During the 2016 election cycle, she was NPR's lead political reporter assigned to the Donald Trump campaign. In that capacity, she was a regular on the NPR Politics Podcast and reported on the GOP primary, the rise of the Trump movement, divisions within the Republican Party over the future of the GOP and the role of religion in those debates.
Prior to joining NPR in 2015, McCammon reported for NPR Member stations in Georgia, Iowa and Nebraska, where she often hosted news magazines and talk shows. She's covered debates over oil pipelines in the Southeast and Midwest, agriculture in Nebraska, the rollout of the Affordable Care Act in Iowa and coastal environmental issues in Georgia.
McCammon began her journalism career as a newspaper reporter. She traces her interest in news back to childhood, when she would watch Sunday-morning political shows – recorded on the VCR during church – with her father on Sunday afternoons.
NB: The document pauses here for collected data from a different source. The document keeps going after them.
//! Error types for the plugin host.

use crate::LifecycleState;
use thiserror::Error;

#[derive(Debug, Error)]
pub enum PluginError {
    #[error("plugin already loaded: {0}")]
    AlreadyLoaded(String),

    #[error("no plugin loaded")]
    NotLoaded,

    #[error("cannot {operation} while plugin is {state:?}")]
    InvalidTransition {
        operation: &'static str,
        state: LifecycleState,
    },

    #[error("registry error: {0}")]
    Registry(#[from] keel_core::Error),
}
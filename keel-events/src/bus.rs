//! Publish/subscribe event bus.
//!
//! Subscriptions are keyed by event type. Sender-scoped handlers dispatch
//! before global ones for the same event. Handlers are removed from every
//! dispatch list before being destroyed, so `invoke` never runs after the
//! owning subscription is gone.

use keel_core::{EventData, NameHash};
use std::collections::HashMap;
use tracing::debug;

use crate::handler::EventHandler;

/// Non-owning identity of a subscribing object.
///
/// Compared by value only; the bus never dereferences it. If the object
/// behind the token goes away, its subscriptions must be removed with
/// `unsubscribe_receiver` before dispatch can reach them.
#[derive(Debug, Clone, Copy, PartialEq, Eq, Hash)]
pub struct ReceiverId(u64);

impl ReceiverId {
    #[must_use]
    pub const fn from_raw(value: u64) -> Self {
        ReceiverId(value)
    }

    #[must_use]
    pub const fn value(self) -> u64 {
        self.0
    }
}

/// Non-owning identity of an event sender.
#[derive(Debug, Clone, Copy, PartialEq, Eq, Hash)]
pub struct SenderId(u64);

impl SenderId {
    #[must_use]
    pub const fn from_raw(value: u64) -> Self {
        SenderId(value)
    }

    #[must_use]
    pub const fn value(self) -> u64 {
        self.0
    }
}

/// Dispatches typed events to registered handlers.
#[derive(Default)]
pub struct EventBus {
    subscriptions: HashMap<NameHash, Vec<EventHandler>>,
}

impl EventBus {
    #[must_use]
    pub fn new() -> Self {
        Self::default()
    }

    /// Files a handler under an event type. A handler built with
    /// `with_sender` only fires for events from that sender.
    pub fn subscribe(&mut self, event_type: NameHash, mut handler: EventHandler) {
        handler.set_event_type(event_type);
        self.subscriptions.entry(event_type).or_default().push(handler);
    }

    /// Publishes an event. Sender-scoped handlers fire first, then global
    /// ones, each in subscription order. Returns the number of handlers
    /// invoked.
    pub fn send(&self, sender: SenderId, event_type: NameHash, data: &mut EventData) -> usize {
        let Some(handlers) = self.subscriptions.get(&event_type) else {
            return 0;
        };
        let mut fired = 0;
        for handler in handlers.iter().filter(|h| h.sender() == Some(sender)) {
            handler.invoke(event_type, data);
            fired += 1;
        }
        for handler in handlers.iter().filter(|h| h.sender().is_none()) {
            handler.invoke(event_type, data);
            fired += 1;
        }
        fired
    }

    /// Clones out the handlers `send` would invoke, in dispatch order.
    ///
    /// Lets a caller holding an outer lock around the bus release it
    /// before dispatch, so handlers can re-enter the subscription API.
    /// Foreign handler clones go through the installed clone callback
    /// and release on drop, keeping the refcount discipline intact.
    #[must_use]
    pub fn collect_handlers(&self, sender: SenderId, event_type: NameHash) -> Vec<EventHandler> {
        let Some(handlers) = self.subscriptions.get(&event_type) else {
            return Vec::new();
        };
        let mut collected: Vec<EventHandler> = handlers
            .iter()
            .filter(|h| h.sender() == Some(sender))
            .cloned()
            .collect();
        collected.extend(handlers.iter().filter(|h| h.sender().is_none()).cloned());
        collected
    }

    /// Removes a receiver's handlers for one event type. Returns the
    /// number removed.
    pub fn unsubscribe(&mut self, receiver: ReceiverId, event_type: NameHash) -> usize {
        let Some(handlers) = self.subscriptions.get_mut(&event_type) else {
            return 0;
        };
        let before = handlers.len();
        handlers.retain(|h| h.receiver() != receiver);
        let removed = before - handlers.len();
        if handlers.is_empty() {
            self.subscriptions.remove(&event_type);
        }
        removed
    }

    /// Removes every handler belonging to a receiver, across all event
    /// types. Called before the receiving object is destroyed.
    pub fn unsubscribe_receiver(&mut self, receiver: ReceiverId) -> usize {
        let mut removed = 0;
        self.subscriptions.retain(|_, handlers| {
            let before = handlers.len();
            handlers.retain(|h| h.receiver() != receiver);
            removed += before - handlers.len();
            !handlers.is_empty()
        });
        if removed > 0 {
            debug!(receiver = receiver.value(), removed, "receiver unsubscribed");
        }
        removed
    }

    /// Number of handlers filed under an event type.
    pub fn handler_count(&self, event_type: NameHash) -> usize {
        self.subscriptions.get(&event_type).map_or(0, Vec::len)
    }

    pub fn is_subscribed(&self, receiver: ReceiverId, event_type: NameHash) -> bool {
        self.subscriptions
            .get(&event_type)
            .is_some_and(|handlers| handlers.iter().any(|h| h.receiver() == receiver))
    }
}
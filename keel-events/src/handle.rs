//! Foreign callback handle lifetime management.
//!
//! A foreign runtime (e.g. a managed language binding) pins its callback
//! closures behind opaque reference-counted handles. The runtime installs
//! a clone and a free callback once at startup; after that the bridge
//! clones a handle whenever a handler is duplicated and releases exactly
//! one reference when a handler is destroyed. The bridge never allocates
//! or frees foreign memory by any other path.

use std::ffi::c_void;
use std::sync::{Mutex, PoisonError};
use tracing::error;

use crate::{Error, Result};

/// Clones a foreign handle, incrementing its refcount. Returns the new handle.
pub type CloneHandleFn = unsafe extern "C" fn(*mut c_void) -> *mut c_void;

/// Releases one reference on a foreign handle.
pub type FreeHandleFn = unsafe extern "C" fn(*mut c_void);

#[derive(Clone, Copy)]
struct HandleCallbacks {
    clone: CloneHandleFn,
    free: FreeHandleFn,
}

static CALLBACKS: Mutex<Option<HandleCallbacks>> = Mutex::new(None);

/// Installs the foreign runtime's handle lifetime callbacks.
///
/// Must be called before any cross-boundary subscription is created.
/// Reinstalling replaces the previous pair.
pub fn install_handle_callbacks(clone: CloneHandleFn, free: FreeHandleFn) {
    *CALLBACKS.lock().unwrap_or_else(PoisonError::into_inner) =
        Some(HandleCallbacks { clone, free });
}

fn callbacks() -> Option<HandleCallbacks> {
    *CALLBACKS.lock().unwrap_or_else(PoisonError::into_inner)
}

/// Owned reference to a closure living in a foreign runtime.
///
/// Holds exactly one reference: cloning goes through the installed clone
/// callback, dropping releases through the free callback and nulls the
/// raw pointer so a second release is inert.
#[derive(Debug)]
pub struct ForeignHandle {
    raw: *mut c_void,
}

// The handle is an opaque token minted by the foreign runtime; the
// installed callbacks are required to accept it from any thread.
unsafe impl Send for ForeignHandle {}

impl ForeignHandle {
    /// Takes ownership of one reference on `raw`.
    ///
    /// Fails if the lifetime callbacks have not been installed yet, so a
    /// handle can never exist without a release path.
    pub fn new(raw: *mut c_void) -> Result<Self> {
        if raw.is_null() {
            return Err(Error::NullHandle);
        }
        if callbacks().is_none() {
            return Err(Error::CallbacksNotInstalled);
        }
        Ok(Self { raw })
    }

    /// The raw handle value. Valid until this `ForeignHandle` is released.
    #[must_use]
    pub fn raw(&self) -> *mut c_void {
        self.raw
    }

    /// Releases the held reference. Safe to call more than once; only the
    /// first call reaches the foreign runtime.
    pub fn release(&mut self) {
        if self.raw.is_null() {
            return;
        }
        match callbacks() {
            Some(cbs) => unsafe { (cbs.free)(self.raw) },
            None => error!("foreign handle leaked: free callback no longer installed"),
        }
        self.raw = std::ptr::null_mut();
    }
}

impl Clone for ForeignHandle {
    fn clone(&self) -> Self {
        if self.raw.is_null() {
            return Self { raw: std::ptr::null_mut() };
        }
        match callbacks() {
            Some(cbs) => Self {
                raw: unsafe { (cbs.clone)(self.raw) },
            },
            None => {
                error!("cloning foreign handle without installed callbacks; handle degraded to empty");
                Self { raw: std::ptr::null_mut() }
            }
        }
    }
}

impl Drop for ForeignHandle {
    fn drop(&mut self) {
        self.release();
    }
}
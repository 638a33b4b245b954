//! C ABI exports for embedding Keel in a foreign host runtime.
//!
//! The foreign host initializes the engine once, wires its handle
//! lifetime callbacks, then subscribes to and publishes events through
//! the exports in [`event`]. All exports return `0` on success and a
//! negative status on failure; functions returning strings hand out
//! ownership, released through `keel_free_string`.

mod event;

pub use event::*;

use keel_core::Context;
use keel_events::EventBus;
use keel_plugin::ReloadSlot;
use libc::c_char;
use std::ffi::CString;
use std::sync::{Arc, Mutex, MutexGuard, PoisonError};
use tracing::info;

pub const KEEL_OK: i32 = 0;
pub const KEEL_ERR_NOT_INITIALIZED: i32 = -1;
pub const KEEL_ERR_ALREADY_INITIALIZED: i32 = -2;
pub const KEEL_ERR_NULL_POINTER: i32 = -3;
pub const KEEL_ERR_INVALID_ARGUMENT: i32 = -4;
pub const KEEL_ERR_CALLBACKS_NOT_INSTALLED: i32 = -5;

pub(crate) struct EngineHandle {
    pub(crate) context: Arc<Context>,
    pub(crate) bus: Arc<Mutex<EventBus>>,
    /// The per-plugin slot handed to the reload runtime. Boxed so its
    /// address stays stable for the lifetime of the engine.
    pub(crate) slot: Box<ReloadSlot>,
}

static ENGINE: Mutex<Option<EngineHandle>> = Mutex::new(None);

pub(crate) fn lock_engine() -> MutexGuard<'static, Option<EngineHandle>> {
    ENGINE.lock().unwrap_or_else(PoisonError::into_inner)
}

/// Creates the global engine handle: shared context, event bus, and a
/// reload slot primed with the context.
#[unsafe(no_mangle)]
pub extern "C" fn keel_initialize() -> i32 {
    let mut engine = lock_engine();
    if engine.is_some() {
        return KEEL_ERR_ALREADY_INITIALIZED;
    }
    let context = Context::new();
    *engine = Some(EngineHandle {
        context: Arc::clone(&context),
        bus: Arc::new(Mutex::new(EventBus::new())),
        slot: Box::new(ReloadSlot::with_context(context)),
    });
    info!("keel runtime initialized");
    KEEL_OK
}

/// Destroys the global engine handle. Remaining subscriptions release
/// their foreign handles as the bus drops.
#[unsafe(no_mangle)]
pub extern "C" fn keel_shutdown() -> i32 {
    let mut engine = lock_engine();
    if engine.take().is_none() {
        return KEEL_ERR_NOT_INITIALIZED;
    }
    info!("keel runtime shut down");
    KEEL_OK
}

/// The reload runtime's per-plugin slot, to be passed to each plugin's
/// `keel_plugin_main`. Valid until `keel_shutdown`.
#[unsafe(no_mangle)]
pub extern "C" fn keel_reload_slot() -> *mut ReloadSlot {
    let mut engine = lock_engine();
    match engine.as_mut() {
        Some(handle) => &mut *handle.slot as *mut ReloadSlot,
        None => std::ptr::null_mut(),
    }
}

/// Installs a `tracing` subscriber reading the `KEEL_LOG` environment
/// variable. Calling more than once is harmless.
#[unsafe(no_mangle)]
pub extern "C" fn keel_init_logging() {
    use tracing_subscriber::EnvFilter;
    let _ = tracing_subscriber::fmt()
        .with_env_filter(
            EnvFilter::try_from_env("KEEL_LOG").unwrap_or_else(|_| EnvFilter::new("info")),
        )
        .try_init();
}

/// Releases a string previously returned by this API.
///
/// # Safety
/// `ptr` must be a pointer returned by a `keel_*` export, or null.
#[unsafe(no_mangle)]
pub unsafe extern "C" fn keel_free_string(ptr: *mut c_char) {
    if !ptr.is_null() {
        drop(unsafe { CString::from_raw(ptr) });
    }
}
In 1998, she spent a semester serving as a U.S. Senate Page.
She's been honored with numerous regional and national journalism awards, including the Atlanta Press Club's "Excellence in Broadcast Radio Reporting" award in 2015. She was part of a team of NPR journalists that received a first-place National Press Club award in 2019 for their coverage of the Pittsburgh synagogue attack.
McCammon is a native of Kansas City, Mo. She spent a semester studying at Oxford University in the U.K. while completing her undergraduate degree at Trinity College near Chicago.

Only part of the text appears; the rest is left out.